Jarrod Jones can give Ball State basketball fans something to cheer about Thursday if NBA teams give the man a chance.

This Thursday may be a big night for Ball State, but for Jarrod Jones it is going to be a big night no matter what.

Whether you love the NBA draft or not Ball State can use the positive news of Jarrod Jones getting picked. Let’s face it, the winter and spring sports seasons did not go according to plan. With the both the women’s basketball and baseball coaches resigning along with the men’s basketball coach under fire it’s been a long six months of 2012 for Ball State sports.

Sure, the softball team won the conference regular season title and men’s volleyball upset Ohio State at home but the bad has outweighed the good.

The NBA draft is a chance to break the streak. If Jones is picked then maybe fans go from burying the basketball teams to a positive spin for next season. Heck, Billy Taylor will have the “I recruited and coached and NBA draft pick” defense the next time fans call for his head. For Ball State to produce a draft pick it is a big deal, no matter when he is drafted.

If Jones does not get drafted fans have to wait for the football opener to snap the streak of negativity in 2012 and we all know that Eastern Michigan is not a sure thing anymore.

I know many Ball State fans have their doubts about Jones in the NBA. Hearing his name on mock drafts or seeing scouts in Worthen Arena appeared to give fans more puzzling looks than excitement.

There is a market for Jones. His senior season he developed his jump shot to the point where he was launching threes. A 6’9’’ guy who pushes defenders to the perimeter has potential value as a power forward in the NBA. Tall men who can shoot are hard to come by giving Jones a chance to be drafted.

The video below show Jones doing everything he can to bring Ball State back in their game with IUPUI. Jones scores, rebounds, and is fouled inside a minute of action. Ball State would go on to lose in what turned out to be the final game in Conseco before it was renamed Banker’s Life.

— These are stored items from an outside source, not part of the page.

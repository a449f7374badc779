//! Reading sticker colors out of photos.
//!
//! Two ways in: fixed-region sampling of the three faces visible in a
//! corner photo ([`auto_detect`]), and the manual click-to-sample session
//! ([`ClickSampler`]) where the user points at each sticker in turn.
//! Neither does any geometric detection; regions are fixed fractions of
//! the image.

use image::RgbImage;
use image::imageops::{self, FilterType};
use std::path::Path;
use thiserror::Error;
use tracing::debug;

use crate::classifier::{ColorClassifier, WeightedRgb};
use crate::color::{Rgb, StickerColor};
use crate::cube::{CubeError, CubeState};
use crate::face::{CENTER_INDEX, Face, STICKERS_PER_FACE};

/// Longest side used for automatic detection.
pub const AUTO_DETECT_MAX_SIZE: u32 = 800;
/// Canvas bounds of the click-to-sample dialog.
pub const CLICK_MAX_WIDTH: u32 = 500;
pub const CLICK_MAX_HEIGHT: u32 = 400;
pub const DEFAULT_CLICK_SAMPLE_SIZE: u32 = 15;

#[derive(Debug, Error)]
pub enum SamplingError {
    #[error("failed to load image {path}: {source}")]
    Load {
        path: String,
        #[source]
        source: image::ImageError,
    },
}

#[derive(Debug, Clone, Copy, PartialEq)]
pub struct Rect {
    pub x: f64,
    pub y: f64,
    pub width: f64,
    pub height: f64,
}

impl Rect {
    pub const fn new(x: f64, y: f64, width: f64, height: f64) -> Self {
        Self { x, y, width, height }
    }

    pub fn inset(self, margin: f64) -> Self {
        Self {
            x: self.x + margin,
            y: self.y + margin,
            width: self.width - margin * 2.0,
            height: self.height - margin * 2.0,
        }
    }
}

pub fn load_rgb(path: &Path) -> Result<RgbImage, SamplingError> {
    image::open(path)
        .map(|img| img.to_rgb8())
        .map_err(|source| SamplingError::Load {
            path: path.display().to_string(),
            source,
        })
}

/// Downscales so the image fits in `max_width` x `max_height`, keeping
/// the aspect ratio. Images that already fit are returned unchanged.
pub fn resize_to_fit(img: &RgbImage, max_width: u32, max_height: u32) -> RgbImage {
    let (w, h) = img.dimensions();
    let scale = (f64::from(max_width) / f64::from(w))
        .min(f64::from(max_height) / f64::from(h))
        .min(1.0);
    if scale >= 1.0 {
        return img.clone();
    }
    let nw = ((f64::from(w) * scale).round() as u32).max(1);
    let nh = ((f64::from(h) * scale).round() as u32).max(1);
    imageops::resize(img, nw, nh, FilterType::Triangle)
}

/// Mean color over `rect`, clipped to the image. `None` when the
/// rectangle does not overlap the image at all.
pub fn average_color(img: &RgbImage, rect: Rect) -> Option<Rgb> {
    let (w, h) = img.dimensions();
    let x0 = rect.x.round().max(0.0) as u32;
    let y0 = rect.y.round().max(0.0) as u32;
    let x1 = ((rect.x.round() + rect.width.round()).max(0.0) as u32).min(w);
    let y1 = ((rect.y.round() + rect.height.round()).max(0.0) as u32).min(h);
    if x0 >= x1 || y0 >= y1 {
        return None;
    }

    let mut sum = [0u64; 3];
    for y in y0..y1 {
        for x in x0..x1 {
            let p = img.get_pixel(x, y).0;
            for (acc, v) in sum.iter_mut().zip(p) {
                *acc += u64::from(v);
            }
        }
    }
    let count = f64::from((x1 - x0) * (y1 - y0));
    let mean = |v: u64| (v as f64 / count).round() as u8;
    Some(Rgb::new(mean(sum[0]), mean(sum[1]), mean(sum[2])))
}

/// Average over a `size` x `size` square centered on a click.
pub fn sample_point(img: &RgbImage, x: u32, y: u32, size: u32) -> Option<Rgb> {
    let half = f64::from(size / 2);
    let rect = Rect::new(f64::from(x) - half, f64::from(y) - half, f64::from(size), f64::from(size));
    average_color(img, rect)
}

/// Average over the middle of a sticker cell, skipping a 20% border so
/// that the black plastic between stickers does not bleed in.
pub fn sample_sticker(img: &RgbImage, cell: Rect) -> Option<Rgb> {
    let margin = cell.width.min(cell.height) * 0.2;
    average_color(img, cell.inset(margin))
}

/// Row-major 3x3 cells covering `face`.
pub fn face_grid(face: Rect) -> [Rect; STICKERS_PER_FACE] {
    let cell_w = face.width / 3.0;
    let cell_h = face.height / 3.0;
    std::array::from_fn(|i| {
        let (row, col) = (i / 3, i % 3);
        Rect::new(
            face.x + col as f64 * cell_w,
            face.y + row as f64 * cell_h,
            cell_w,
            cell_h,
        )
    })
}

pub fn detect_face(
    img: &RgbImage,
    face: Rect,
    classifier: &impl ColorClassifier,
) -> [StickerColor; STICKERS_PER_FACE] {
    face_grid(face).map(|cell| {
        // Cells off the image read as black, like an unpainted canvas.
        let rgb = sample_sticker(img, cell).unwrap_or(Rgb::new(0, 0, 0));
        classifier.classify(rgb)
    })
}

/// Which three faces a corner photo shows.
#[derive(Debug, Clone, Copy, PartialEq, Eq)]
pub enum CornerView {
    /// Up on top, Front lower left, Right lower right.
    UpFrontRight,
    /// Down at the bottom, Left upper left, Back upper right.
    DownBackLeft,
}

impl CornerView {
    pub fn faces(self) -> [Face; 3] {
        match self {
            CornerView::UpFrontRight => [Face::Up, Face::Front, Face::Right],
            CornerView::DownBackLeft => [Face::Down, Face::Back, Face::Left],
        }
    }

    /// Fixed face regions for an image of the given size.
    pub fn regions(self, width: u32, height: u32) -> [(Face, Rect); 3] {
        let (w, h) = (f64::from(width), f64::from(height));
        let face_size = w.min(h) * 0.28;
        let center_x = w / 2.0;
        let band = |y: f64| Rect::new(center_x - face_size * 0.9, y, face_size * 1.8, face_size * 0.9);
        let side = |x: f64, y: f64| Rect::new(x, y, face_size * 1.2, face_size * 1.4);

        match self {
            CornerView::UpFrontRight => [
                (Face::Up, band(h * 0.08)),
                (Face::Front, side(w * 0.1, h * 0.4)),
                (Face::Right, side(w * 0.52, h * 0.4)),
            ],
            CornerView::DownBackLeft => [
                (Face::Down, band(h * 0.55)),
                (Face::Back, side(w * 0.52, h * 0.1)),
                (Face::Left, side(w * 0.1, h * 0.1)),
            ],
        }
    }

    /// Every non-center sticker of the visible faces, in click order.
    pub fn targets(self) -> Vec<StickerTarget> {
        self.faces()
            .into_iter()
            .flat_map(|face| {
                (0..STICKERS_PER_FACE)
                    .filter(|&index| index != CENTER_INDEX)
                    .map(move |index| StickerTarget { face, index })
            })
            .collect()
    }
}

pub fn detect_corner(
    img: &RgbImage,
    view: CornerView,
    classifier: &impl ColorClassifier,
) -> Vec<(Face, [StickerColor; STICKERS_PER_FACE])> {
    let (w, h) = img.dimensions();
    view.regions(w, h)
        .into_iter()
        .map(|(face, rect)| (face, detect_face(img, rect, classifier)))
        .collect()
}

/// Builds a full cube from an Up/Front/Right photo and a Down/Back/Left
/// photo. Centers are always the home colors.
pub fn auto_detect(corner1: &RgbImage, corner2: &RgbImage, classifier: &impl ColorClassifier) -> CubeState {
    let mut cube = CubeState::solved();
    for (img, view) in [(corner1, CornerView::UpFrontRight), (corner2, CornerView::DownBackLeft)] {
        let img = resize_to_fit(img, AUTO_DETECT_MAX_SIZE, AUTO_DETECT_MAX_SIZE);
        for (face, stickers) in detect_corner(&img, view, classifier) {
            debug!(face = %face, "detected face colors");
            cube.set_face(face, stickers);
        }
    }
    cube
}

#[derive(Debug, Clone, Copy, PartialEq, Eq)]
pub struct StickerTarget {
    pub face: Face,
    pub index: usize,
}

impl StickerTarget {
    /// One-based label such as `U1` or `F9`.
    pub fn label(&self) -> String {
        format!("{}{}", self.face.letter(), self.index + 1)
    }
}

#[derive(Debug, Clone, Copy, PartialEq, Eq)]
pub struct Sample {
    pub target: StickerTarget,
    pub rgb: Rgb,
    pub color: StickerColor,
}

/// Manual sampling session over one corner photo. Each click samples the
/// current sticker and moves on; after the last sticker further clicks
/// re-sample it and the latest sample wins.
pub struct ClickSampler<C = WeightedRgb> {
    targets: Vec<StickerTarget>,
    position: usize,
    samples: Vec<Sample>,
    sample_size: u32,
    classifier: C,
}

impl ClickSampler<WeightedRgb> {
    pub fn new(view: CornerView) -> Self {
        Self::with_classifier(view, WeightedRgb)
    }
}

impl<C: ColorClassifier> ClickSampler<C> {
    pub fn with_classifier(view: CornerView, classifier: C) -> Self {
        Self {
            targets: view.targets(),
            position: 0,
            samples: Vec::new(),
            sample_size: DEFAULT_CLICK_SAMPLE_SIZE,
            classifier,
        }
    }

    pub fn sample_size(mut self, size: u32) -> Self {
        self.sample_size = size.max(1);
        self
    }

    pub fn targets(&self) -> &[StickerTarget] {
        &self.targets
    }

    pub fn current(&self) -> Option<StickerTarget> {
        self.targets.get(self.position).copied()
    }

    pub fn samples(&self) -> &[Sample] {
        &self.samples
    }

    /// Samples the current sticker at `(x, y)`. Returns `None` if the click
    /// is outside the image; nothing is recorded then.
    pub fn sample(&mut self, img: &RgbImage, x: u32, y: u32) -> Option<Sample> {
        let target = self.current()?;
        let rgb = sample_point(img, x, y, self.sample_size)?;
        let sample = Sample {
            target,
            rgb,
            color: self.classifier.classify(rgb),
        };
        self.samples.push(sample);
        self.advance();
        Some(sample)
    }

    pub fn skip(&mut self) {
        self.advance();
    }

    fn advance(&mut self) {
        if self.position + 1 < self.targets.len() {
            self.position += 1;
        }
    }

    /// Writes all samples into `cube`, returning how many were applied.
    pub fn finish(self, cube: &mut CubeState) -> Result<usize, CubeError> {
        for sample in &self.samples {
            cube.set_sticker(sample.target.face, sample.target.index, sample.color)?;
        }
        Ok(self.samples.len())
    }
}

#[cfg(test)]
mod tests {
    use super::*;
    use crate::classifier::HslBands;
    use image::Rgb as Pixel;

    fn solid(w: u32, h: u32, color: StickerColor) -> RgbImage {
        let c = color.reference_rgb();
        RgbImage::from_pixel(w, h, Pixel([c.r, c.g, c.b]))
    }

    #[test]
    fn test_average_color_clips_to_image() {
        let mut img = RgbImage::from_pixel(10, 10, Pixel([0, 0, 0]));
        for y in 0..10 {
            for x in 0..5 {
                img.put_pixel(x, y, Pixel([200, 100, 50]));
            }
        }
        assert_eq!(average_color(&img, Rect::new(0.0, 0.0, 10.0, 10.0)), Some(Rgb::new(100, 50, 25)));
        assert_eq!(average_color(&img, Rect::new(-5.0, -5.0, 10.0, 10.0)), Some(Rgb::new(200, 100, 50)));
        assert_eq!(average_color(&img, Rect::new(20.0, 20.0, 5.0, 5.0)), None);
    }

    #[test]
    fn test_sample_point_is_centered() {
        let mut img = RgbImage::from_pixel(40, 40, Pixel([0, 0, 0]));
        for y in 10..25 {
            for x in 10..25 {
                img.put_pixel(x, y, Pixel([255, 255, 255]));
            }
        }
        // 15x15 around (17, 17) covers exactly 10..25.
        assert_eq!(sample_point(&img, 17, 17, 15), Some(Rgb::new(255, 255, 255)));
    }

    #[test]
    fn test_face_grid_is_row_major() {
        let cells = face_grid(Rect::new(30.0, 60.0, 90.0, 45.0));
        assert_eq!(cells[0], Rect::new(30.0, 60.0, 30.0, 15.0));
        assert_eq!(cells[5], Rect::new(90.0, 75.0, 30.0, 15.0));
        assert_eq!(cells[8], Rect::new(90.0, 90.0, 30.0, 15.0));
    }

    #[test]
    fn test_detect_face_reads_each_cell() {
        let layout = [
            StickerColor::White,
            StickerColor::Yellow,
            StickerColor::Red,
            StickerColor::Orange,
            StickerColor::Green,
            StickerColor::Blue,
            StickerColor::Red,
            StickerColor::Green,
            StickerColor::White,
        ];
        let img = RgbImage::from_fn(90, 90, |x, y| {
            let c = layout[(y / 30 * 3 + x / 30) as usize].reference_rgb();
            Pixel([c.r, c.g, c.b])
        });
        assert_eq!(detect_face(&img, Rect::new(0.0, 0.0, 90.0, 90.0), &HslBands), layout);
    }

    #[test]
    fn test_corner_regions_stay_inside_image() {
        for view in [CornerView::UpFrontRight, CornerView::DownBackLeft] {
            for (_, rect) in view.regions(800, 600) {
                assert!(rect.x >= 0.0 && rect.y >= 0.0);
                assert!(rect.x + rect.width <= 800.0);
                assert!(rect.y + rect.height <= 600.0);
            }
        }
    }

    #[test]
    fn test_auto_detect_forces_centers() {
        let corner1 = solid(300, 300, StickerColor::Red);
        let corner2 = solid(300, 300, StickerColor::Blue);
        let cube = auto_detect(&corner1, &corner2, &HslBands);

        for face in [Face::Up, Face::Front, Face::Right] {
            assert_eq!(cube.sticker(face, 0), Ok(Some(StickerColor::Red)));
            assert_eq!(cube.sticker(face, CENTER_INDEX), Ok(Some(face.home_color())));
        }
        for face in [Face::Down, Face::Back, Face::Left] {
            assert_eq!(cube.sticker(face, 8), Ok(Some(StickerColor::Blue)));
            assert_eq!(cube.sticker(face, CENTER_INDEX), Ok(Some(face.home_color())));
        }
    }

    #[test]
    fn test_resize_to_fit() {
        let img = solid(1000, 500, StickerColor::White);
        assert_eq!(resize_to_fit(&img, 800, 800).dimensions(), (800, 400));
        assert_eq!(resize_to_fit(&img, CLICK_MAX_WIDTH, CLICK_MAX_HEIGHT).dimensions(), (500, 250));
        let small = solid(100, 50, StickerColor::White);
        assert_eq!(resize_to_fit(&small, 800, 800).dimensions(), (100, 50));
    }

    #[test]
    fn test_click_sampler_targets() {
        let targets = CornerView::UpFrontRight.targets();
        assert_eq!(targets.len(), 24);
        assert_eq!(targets[0].label(), "U1");
        assert_eq!(targets[4].label(), "U6");
        assert_eq!(targets[8].label(), "F1");
        assert!(targets.iter().all(|t| t.index != CENTER_INDEX));
        assert_eq!(CornerView::DownBackLeft.targets()[23].label(), "L9");
    }

    #[test]
    fn test_click_sampler_session() {
        let img = solid(100, 100, StickerColor::Orange);
        let mut sampler = ClickSampler::new(CornerView::DownBackLeft);

        let first = sampler.sample(&img, 50, 50).unwrap();
        assert_eq!(first.target.label(), "D1");
        assert_eq!(first.color, StickerColor::Orange);

        sampler.skip();
        assert_eq!(sampler.current().map(|t| t.label()), Some("D3".to_string()));
        assert!(sampler.sample(&img, 500, 500).is_none());
        assert_eq!(sampler.current().map(|t| t.label()), Some("D3".to_string()));

        let mut cube = CubeState::with_centers();
        assert_eq!(sampler.finish(&mut cube), Ok(1));
        assert_eq!(cube.sticker(Face::Down, 0), Ok(Some(StickerColor::Orange)));
        assert_eq!(cube.sticker(Face::Down, 1), Ok(None));
    }

    #[test]
    fn test_click_sampler_stays_on_last_target() {
        let img = solid(20, 20, StickerColor::Green);
        let mut sampler = ClickSampler::new(CornerView::UpFrontRight);
        for _ in 0..30 {
            sampler.sample(&img, 10, 10);
        }
        assert_eq!(sampler.current().map(|t| t.label()), Some("R9".to_string()));
        assert_eq!(sampler.samples().len(), 30);
    }
}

On the negative side one could say that since Jones was focusing on his jumper he lost his aggressiveness as a post player senior year. Detractors also point out his relatively skinny frame will hinder him more in the NBA than it did in college. It was frustrating to watch opponents put less talented big men on Jones but were able to guard him because of their girth. This was the result of Jones having to play center or the five spot even though his body was suited for the four. Jones was pretty much the only big the Cardinals could roll out to play that position so he was forced to guard players with weight advantages. When he played with the added muscle of Malik Perry junior year the Cardinals had more success.

Jones does not have to worry about being double teamed as often in the NBA. MAC coaches gave Jones first priority as defenders would swarm every time he touched the ball. If Ball State’s guards failed to hit jumpers, Jones did not have a chance to reach his potential. Jones will not be the only threat on his new NBA team. Then again what if he gets drafted by the Charlotte Bobcats?

I would love my Pacers to draft him. Jones has to be better than say Jeff Pendergraph. If you do not know who that is that is the point. Sadly, Indiana traded their second rounder to Toronto to rent Leandro Barbosa for three months enabling him to commit turnover after turnover against the Miami Heat. How did that work out?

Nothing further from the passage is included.